Clyde Sorenson, North Carolina State University; Elsa Youngsteadt, North Carolina State University, and Rebecca Irwin, North Carolina State University
The Venus flytrap, Dionaea muscipula, lives in a tough neighborhood. It only grows in 12 counties in coastal North and South Carolina, in soils that are very nutrient-poor and often waterlogged. To augment these starvation resources, it captures and digests insects and other animal prey.
Of the roughly 600 known species of carnivorous plants worldwide, the Venus flytrap is by far the most famous; it fascinated Charles Darwin and many other naturalists since his time. Scientists have spent an extraordinary amount of time and effort trying to understand how its unique active snap-trap leaves close so quickly. But, for the Venus flytrap, no one has ever paid much attention to the critical service that animals provide for most flowering plants: pollination.

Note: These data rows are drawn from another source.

//! Texture factory.
//!
//! [`TextureLibrary`] turns a [`TextureRequest`] into the right concrete
//! texture: a file decodes to a [`Texture2D`], or to a [`TextureCube`] when the
//! decoder finds embedded cube faces; six files or a face pattern always make a
//! cube; raw pixel layouts make whichever kind was asked for. File-based
//! requests go through the [`TextureCache`] under a name derived from the file.

use std::path::{Path, PathBuf};
use std::sync::Arc;

use parking_lot::RwLock;

use crate::backend::traits::SharedBackend;
use crate::backend::types::*;
use crate::config::TextureConfig;
use crate::error::TextureResult;
use crate::resources::cache::TextureCache;
use crate::resources::image::{DecodedFile, FileImageDecoder, ImageDecoder};
use crate::resources::texture::Texture;
use crate::resources::texture_2d::Texture2D;
use crate::resources::texture_cube::{
    cube_face_paths, cube_name_from_pattern, TextureCube, AXES_TEXTURE_NAME,
};
use crate::resources::texture_unit::{TextureUnit, TextureUnitTexture};

/// What to build.
#[derive(Debug, Clone, PartialEq)]
pub enum TextureRequest {
    /// A single file; 2D unless the file holds cube faces.
    File(PathBuf),
    /// Six face files ordered as [`CubeFace::ALL`].
    CubeFiles(Box<[PathBuf; 6]>),
    /// A face pattern such as `"Sky%@.png"`.
    CubePattern(String),
    /// Unallocated texture with a pixel layout; storage comes from `resize_to`.
    PixelFormat {
        kind: TextureKind,
        format: PixelFormat,
        ty: PixelType,
    },
    /// Empty storage of a given size.
    Size {
        kind: TextureKind,
        size: IntSize,
        format: PixelFormat,
        ty: PixelType,
    },
}

impl TextureRequest {
    /// Cache key of a file-based request.
    pub fn cache_name(&self) -> Option<String> {
        match self {
            TextureRequest::File(path) => Some(texture_name_from_file_path(path)),
            TextureRequest::CubeFiles(paths) => Some(texture_name_from_file_path(&paths[0])),
            TextureRequest::CubePattern(pattern) => cube_name_from_pattern(pattern),
            TextureRequest::PixelFormat { .. } | TextureRequest::Size { .. } => None,
        }
    }
}

/// Name of a texture loaded from `path`: its last component.
pub fn texture_name_from_file_path(path: impl AsRef<Path>) -> String {
    let path = path.as_ref();
    path.file_name()
        .map(|name| name.to_string_lossy().into_owned())
        .unwrap_or_else(|| path.to_string_lossy().into_owned())
}

/// Creates textures and owns the texture cache.
pub struct TextureLibrary {
    backend: SharedBackend,
    decoder: Arc<dyn ImageDecoder>,
    config: RwLock<TextureConfig>,
    cache: TextureCache,
}

impl TextureLibrary {
    /// A library decoding files with [`FileImageDecoder`].
    pub fn new(backend: SharedBackend) -> Self {
        Self::with_decoder(backend, Arc::new(FileImageDecoder))
    }

    pub fn with_decoder(backend: SharedBackend, decoder: Arc<dyn ImageDecoder>) -> Self {
        Self {
            backend,
            decoder,
            config: RwLock::new(TextureConfig::default()),
            cache: TextureCache::new(),
        }
    }

    pub fn with_config(self, config: TextureConfig) -> Self {
        *self.config.write() = config;
        self
    }

    pub fn backend(&self) -> &SharedBackend {
        &self.backend
    }

    pub fn cache(&self) -> &TextureCache {
        &self.cache
    }

    /// Snapshot of the current configuration.
    pub fn config(&self) -> TextureConfig {
        self.config.read().clone()
    }

    /// Change the configuration used for textures created from now on.
    pub fn update_config(&self, update: impl FnOnce(&mut TextureConfig)) {
        update(&mut *self.config.write());
    }

    /// Build the texture a request asks for.
    ///
    /// File-based requests return the cached texture of the same name if
    /// there is one, and cache what they load. Nothing is cached on failure.
    pub fn create(&self, request: TextureRequest) -> TextureResult<Arc<dyn Texture>> {
        let name = request.cache_name();
        if let Some(cached) = name.as_deref().and_then(|n| self.cache.get_named(n)) {
            log::trace!("Texture '{}' served from cache", cached.name().unwrap_or_default());
            return Ok(cached);
        }

        let texture = self.build(request)?;
        if name.is_some() {
            texture.set_name(name);
            self.cache.add_texture(&texture)?;
        }
        Ok(texture)
    }

    fn build(&self, request: TextureRequest) -> TextureResult<Arc<dyn Texture>> {
        let config = self.config();
        let backend = Arc::clone(&self.backend);
        let texture: Arc<dyn Texture> = match request {
            TextureRequest::File(path) => return self.load_with(&config, &path),
            TextureRequest::CubeFiles(paths) => {
                let paths = (*paths).map(|p| config.resolve_path(p));
                Arc::new(TextureCube::from_files(
                    backend,
                    &config,
                    self.decoder.as_ref(),
                    &paths,
                )?)
            }
            TextureRequest::CubePattern(pattern) => {
                let paths = cube_face_paths(&pattern)?.map(|p| config.resolve_path(p));
                Arc::new(TextureCube::from_files(
                    backend,
                    &config,
                    self.decoder.as_ref(),
                    &paths,
                )?)
            }
            TextureRequest::PixelFormat { kind, format, ty } => match kind {
                TextureKind::Texture2D => {
                    Arc::new(Texture2D::with_pixel_format(backend, &config, format, ty))
                }
                TextureKind::Cube => {
                    Arc::new(TextureCube::with_pixel_format(backend, &config, format, ty))
                }
            },
            TextureRequest::Size {
                kind,
                size,
                format,
                ty,
            } => match kind {
                TextureKind::Texture2D => {
                    Arc::new(Texture2D::with_size(backend, &config, size, format, ty)?)
                }
                TextureKind::Cube => {
                    let texture = TextureCube::with_pixel_format(backend, &config, format, ty);
                    texture.resize_to(size)?;
                    Arc::new(texture)
                }
            },
        };
        Ok(texture)
    }

    fn load_with(&self, config: &TextureConfig, path: &Path) -> TextureResult<Arc<dyn Texture>> {
        let resolved = config.resolve_path(path);
        let decoded = self.decoder.decode(&resolved).inspect_err(|err| {
            log::warn!("Could not load texture {}: {}", resolved.display(), err);
        })?;
        let backend = Arc::clone(&self.backend);
        let texture: Arc<dyn Texture> = match decoded {
            DecodedFile::Single(image) => Arc::new(Texture2D::from_image(backend, config, image)?),
            DecodedFile::Cube(faces) => Arc::new(TextureCube::from_faces(backend, config, *faces)?),
        };
        texture.set_name(Some(texture_name_from_file_path(path)));
        log::debug!(
            "Loaded {:?} '{}' from {}",
            texture.class(),
            texture_name_from_file_path(path),
            resolved.display()
        );
        Ok(texture)
    }

    /// Load a file through the cache.
    pub fn texture_from_file(&self, path: impl AsRef<Path>) -> TextureResult<Arc<dyn Texture>> {
        self.create(TextureRequest::File(path.as_ref().to_path_buf()))
    }

    /// Load a file without consulting or filling the cache.
    pub fn load_texture_from_file(
        &self,
        path: impl AsRef<Path>,
    ) -> TextureResult<Arc<dyn Texture>> {
        self.load_with(&self.config(), path.as_ref())
    }

    pub fn texture_with_pixel_format(
        &self,
        format: PixelFormat,
        ty: PixelType,
    ) -> TextureResult<Arc<dyn Texture>> {
        self.create(TextureRequest::PixelFormat {
            kind: TextureKind::Texture2D,
            format,
            ty,
        })
    }

    pub fn texture_with_size(
        &self,
        size: IntSize,
        format: PixelFormat,
        ty: PixelType,
    ) -> TextureResult<Arc<dyn Texture>> {
        self.create(TextureRequest::Size {
            kind: TextureKind::Texture2D,
            size,
            format,
            ty,
        })
    }

    /// A 2D texture filled with one color. Not cached.
    pub fn texture_with_color(
        &self,
        size: IntSize,
        color: Color4B,
    ) -> TextureResult<Arc<dyn Texture>> {
        let texture = Texture2D::with_color(Arc::clone(&self.backend), &self.config(), size, color)?;
        Ok(Arc::new(texture))
    }

    /// Load six face files through the cache, named after the +X file.
    pub fn texture_cube_from_files<P: AsRef<Path>>(
        &self,
        paths: &[P; 6],
    ) -> TextureResult<Arc<dyn Texture>> {
        let paths = Box::new(paths.each_ref().map(|p| p.as_ref().to_path_buf()));
        self.create(TextureRequest::CubeFiles(paths))
    }

    /// Load the six files of a face pattern through the cache.
    ///
    /// `"Tex%@.png"` loads `TexPosX.png` .. `TexNegZ.png` and is named `"Tex.png"`.
    pub fn texture_cube_from_file_pattern(&self, pattern: &str) -> TextureResult<Arc<dyn Texture>> {
        self.create(TextureRequest::CubePattern(pattern.to_string()))
    }

    pub fn texture_cube_with_pixel_format(
        &self,
        format: PixelFormat,
        ty: PixelType,
    ) -> TextureResult<Arc<dyn Texture>> {
        self.create(TextureRequest::PixelFormat {
            kind: TextureKind::Cube,
            format,
            ty,
        })
    }

    pub fn texture_cube_with_side_length(
        &self,
        side_length: u32,
        format: PixelFormat,
        ty: PixelType,
    ) -> TextureResult<Arc<dyn Texture>> {
        self.create(TextureRequest::Size {
            kind: TextureKind::Cube,
            size: IntSize::square(side_length),
            format,
            ty,
        })
    }

    /// The axis-colored debug cube, shared through the cache.
    pub fn texture_cube_colored_for_axes(&self) -> TextureResult<Arc<dyn Texture>> {
        if let Some(cached) = self.cache.get_named(AXES_TEXTURE_NAME) {
            return Ok(cached);
        }
        let cube: Arc<dyn Texture> = Arc::new(TextureCube::colored_for_axes(
            Arc::clone(&self.backend),
            &self.config(),
        )?);
        self.cache.add_texture(&cube)?;
        Ok(cube)
    }

    /// Wrap a texture in a decorator carrying its own texture unit.
    pub fn texture_unit_texture(
        &self,
        texture: Arc<dyn Texture>,
        texture_unit: Option<TextureUnit>,
    ) -> Arc<dyn Texture> {
        let decorated = TextureUnitTexture::new(texture);
        decorated.set_texture_unit(texture_unit);
        Arc::new(decorated)
    }
}

impl std::fmt::Debug for TextureLibrary {
    fn fmt(&self, f: &mut std::fmt::Formatter<'_>) -> std::fmt::Result {
        f.debug_struct("TextureLibrary")
            .field("backend", &self.backend.lock().name())
            .field("config", &*self.config.read())
            .field("cache", &self.cache)
            .finish()
    }
}

static_assertions::assert_impl_all!(TextureLibrary: Send, Sync);
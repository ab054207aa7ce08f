//! Pixel format table.
//!
//! Maps the native pixel layout of decoded image content
//! ([`ContentPixelFormat`]) to the rendering API's `(format, type)` pair and
//! back, and converts standard 32-bit RGBA texels into any supported pair.
//!
//! The mapping is lossy in one direction: [`ContentPixelFormat::Automatic`]
//! resolves to the same pair as [`ContentPixelFormat::Rgba8888`], so the pair
//! always maps back to `Rgba8888`.

use crate::backend::types::{Color4B, PixelFormat, PixelType};
use crate::error::{TextureError, TextureResult};

/// Native pixel layout of decoded image content.
#[derive(Debug, Clone, Copy, PartialEq, Eq, Hash, Default)]
pub enum ContentPixelFormat {
    /// Whatever the loader picks by default; resolved as `Rgba8888`.
    Automatic,
    #[default]
    Rgba8888,
    Rgb888,
    Rgb565,
    Rgba4444,
    Rgb5a1,
    /// 8-bit alpha only.
    A8,
    /// 8-bit intensity (luminance).
    I8,
    /// 8-bit intensity with 8-bit alpha.
    Ai88,
}

impl ContentPixelFormat {
    /// Rendering API pixel format for this layout.
    pub fn gl_format(&self) -> PixelFormat {
        match self {
            Self::Automatic | Self::Rgba8888 | Self::Rgba4444 | Self::Rgb5a1 => PixelFormat::Rgba,
            Self::Rgb888 | Self::Rgb565 => PixelFormat::Rgb,
            Self::A8 => PixelFormat::Alpha,
            Self::I8 => PixelFormat::Luminance,
            Self::Ai88 => PixelFormat::LuminanceAlpha,
        }
    }

    /// Rendering API pixel type for this layout.
    pub fn gl_type(&self) -> PixelType {
        match self {
            Self::Rgb565 => PixelType::UnsignedShort565,
            Self::Rgba4444 => PixelType::UnsignedShort4444,
            Self::Rgb5a1 => PixelType::UnsignedShort5551,
            Self::Automatic
            | Self::Rgba8888
            | Self::Rgb888
            | Self::A8
            | Self::I8
            | Self::Ai88 => PixelType::UnsignedByte,
        }
    }

    /// Layout matching a `(format, type)` pair, if one exists.
    pub fn from_gl(format: PixelFormat, ty: PixelType) -> Option<Self> {
        match (format, ty) {
            (PixelFormat::Rgba, PixelType::UnsignedByte) => Some(Self::Rgba8888),
            (PixelFormat::Rgba, PixelType::UnsignedShort4444) => Some(Self::Rgba4444),
            (PixelFormat::Rgba, PixelType::UnsignedShort5551) => Some(Self::Rgb5a1),
            (PixelFormat::Rgb, PixelType::UnsignedByte) => Some(Self::Rgb888),
            (PixelFormat::Rgb, PixelType::UnsignedShort565) => Some(Self::Rgb565),
            (PixelFormat::Alpha, PixelType::UnsignedByte) => Some(Self::A8),
            (PixelFormat::Luminance, PixelType::UnsignedByte) => Some(Self::I8),
            (PixelFormat::LuminanceAlpha, PixelType::UnsignedByte) => Some(Self::Ai88),
            _ => None,
        }
    }

    pub fn bytes_per_pixel(&self) -> u32 {
        bytes_per_pixel(self.gl_format(), self.gl_type())
    }

    pub fn has_alpha(&self) -> bool {
        !matches!(self, Self::Rgb888 | Self::Rgb565 | Self::I8)
    }
}

/// Size in bytes of one texel of the given `(format, type)` pair.
pub fn bytes_per_pixel(format: PixelFormat, ty: PixelType) -> u32 {
    match ty {
        PixelType::UnsignedByte => format.component_count(),
        PixelType::UnsignedShort565
        | PixelType::UnsignedShort4444
        | PixelType::UnsignedShort5551 => 2,
        PixelType::UnsignedShort => 2 * format.component_count(),
        PixelType::UnsignedInt => 4 * format.component_count(),
        PixelType::UnsignedInt248 => 4,
    }
}

/// Row byte alignment to use when uploading texels of the given pair.
pub fn byte_alignment(format: PixelFormat, ty: PixelType) -> u32 {
    match bytes_per_pixel(format, ty) {
        bpp @ (1 | 2 | 4 | 8) => bpp,
        _ => 1,
    }
}

fn luminance(r: u8, g: u8, b: u8) -> u8 {
    ((r as u32 * 299 + g as u32 * 587 + b as u32 * 114) / 1000) as u8
}

/// Converts tightly packed 32-bit RGBA texels, in place, into `(format, type)`.
///
/// Every supported target is at most 32 bits per texel, so the converted
/// texels always fit in the front of the same buffer. Returns the number of
/// leading bytes now holding converted texels.
pub fn convert_rgba8888_in_place(
    pixels: &mut [u8],
    format: PixelFormat,
    ty: PixelType,
) -> TextureResult<usize> {
    let content = ContentPixelFormat::from_gl(format, ty)
        .ok_or(TextureError::UnsupportedPixelFormat { format, ty })?;
    let count = pixels.len() / 4;
    if matches!(content, ContentPixelFormat::Rgba8888) {
        return Ok(count * 4);
    }

    let bpp = content.bytes_per_pixel() as usize;
    for i in 0..count {
        let [r, g, b, a] = [
            pixels[4 * i],
            pixels[4 * i + 1],
            pixels[4 * i + 2],
            pixels[4 * i + 3],
        ];
        let dst = &mut pixels[bpp * i..bpp * (i + 1)];
        match content {
            ContentPixelFormat::Automatic | ContentPixelFormat::Rgba8888 => {
                dst.copy_from_slice(&[r, g, b, a])
            }
            ContentPixelFormat::Rgb888 => dst.copy_from_slice(&[r, g, b]),
            ContentPixelFormat::Rgb565 => {
                let packed = ((r as u16 >> 3) << 11) | ((g as u16 >> 2) << 5) | (b as u16 >> 3);
                dst.copy_from_slice(&packed.to_ne_bytes());
            }
            ContentPixelFormat::Rgba4444 => {
                let packed = ((r as u16 >> 4) << 12)
                    | ((g as u16 >> 4) << 8)
                    | ((b as u16 >> 4) << 4)
                    | (a as u16 >> 4);
                dst.copy_from_slice(&packed.to_ne_bytes());
            }
            ContentPixelFormat::Rgb5a1 => {
                let packed = ((r as u16 >> 3) << 11)
                    | ((g as u16 >> 3) << 6)
                    | ((b as u16 >> 3) << 1)
                    | (a as u16 >> 7);
                dst.copy_from_slice(&packed.to_ne_bytes());
            }
            ContentPixelFormat::A8 => dst[0] = a,
            ContentPixelFormat::I8 => dst[0] = luminance(r, g, b),
            ContentPixelFormat::Ai88 => dst.copy_from_slice(&[luminance(r, g, b), a]),
        }
    }
    Ok(count * bpp)
}

/// Expand 5 or 6 bit channel values back to 8 bits.
fn expand(value: u16, bits: u32) -> u8 {
    let max = (1u16 << bits) - 1;
    ((value as u32 * 255 + max as u32 / 2) / max as u32) as u8
}

/// Decodes texels of `(format, type)` back into 32-bit RGBA.
///
/// Channels absent from the source read as 0 (color) or 255 (alpha);
/// luminance is replicated into red, green and blue.
pub fn unpack_to_rgba8888(
    bytes: &[u8],
    format: PixelFormat,
    ty: PixelType,
) -> TextureResult<Vec<Color4B>> {
    let content = ContentPixelFormat::from_gl(format, ty)
        .ok_or(TextureError::UnsupportedPixelFormat { format, ty })?;
    let bpp = content.bytes_per_pixel() as usize;
    let colors = bytes
        .chunks_exact(bpp)
        .map(|px| match content {
            ContentPixelFormat::Automatic | ContentPixelFormat::Rgba8888 => {
                Color4B::new(px[0], px[1], px[2], px[3])
            }
            ContentPixelFormat::Rgb888 => Color4B::new(px[0], px[1], px[2], 255),
            ContentPixelFormat::Rgb565 => {
                let v = u16::from_ne_bytes([px[0], px[1]]);
                Color4B::new(
                    expand(v >> 11, 5),
                    expand((v >> 5) & 0x3f, 6),
                    expand(v & 0x1f, 5),
                    255,
                )
            }
            ContentPixelFormat::Rgba4444 => {
                let v = u16::from_ne_bytes([px[0], px[1]]);
                let nibble = |shift: u16| ((v >> shift) & 0xf) as u8 * 17;
                Color4B::new(nibble(12), nibble(8), nibble(4), nibble(0))
            }
            ContentPixelFormat::Rgb5a1 => {
                let v = u16::from_ne_bytes([px[0], px[1]]);
                Color4B::new(
                    expand(v >> 11, 5),
                    expand((v >> 6) & 0x1f, 5),
                    expand((v >> 1) & 0x1f, 5),
                    if v & 1 == 1 { 255 } else { 0 },
                )
            }
            ContentPixelFormat::A8 => Color4B::new(0, 0, 0, px[0]),
            ContentPixelFormat::I8 => Color4B::new(px[0], px[0], px[0], 255),
            ContentPixelFormat::Ai88 => Color4B::new(px[0], px[0], px[0], px[1]),
        })
        .collect();
    Ok(colors)
}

With colleagues at North Carolina State University, the North Carolina Botanical Garden and the U.S. Fish and Wildlife Service, we recently set out discover what pollinates the Venus flytrap. We wanted to know whether the plant preyed on the same insects that pollinate it – and if it did not, to begin to understand why.
The predator’s dilemma
The last thing a carnivorous plant “wants” to do is consume an insect that has pollen on it from another plant of its species – especially if insects that transport the pollen efficiently are uncommon. Eating one’s pollinators wastes the energy used to make that pollen, and it could reduce the number of potential seeds a plant can make.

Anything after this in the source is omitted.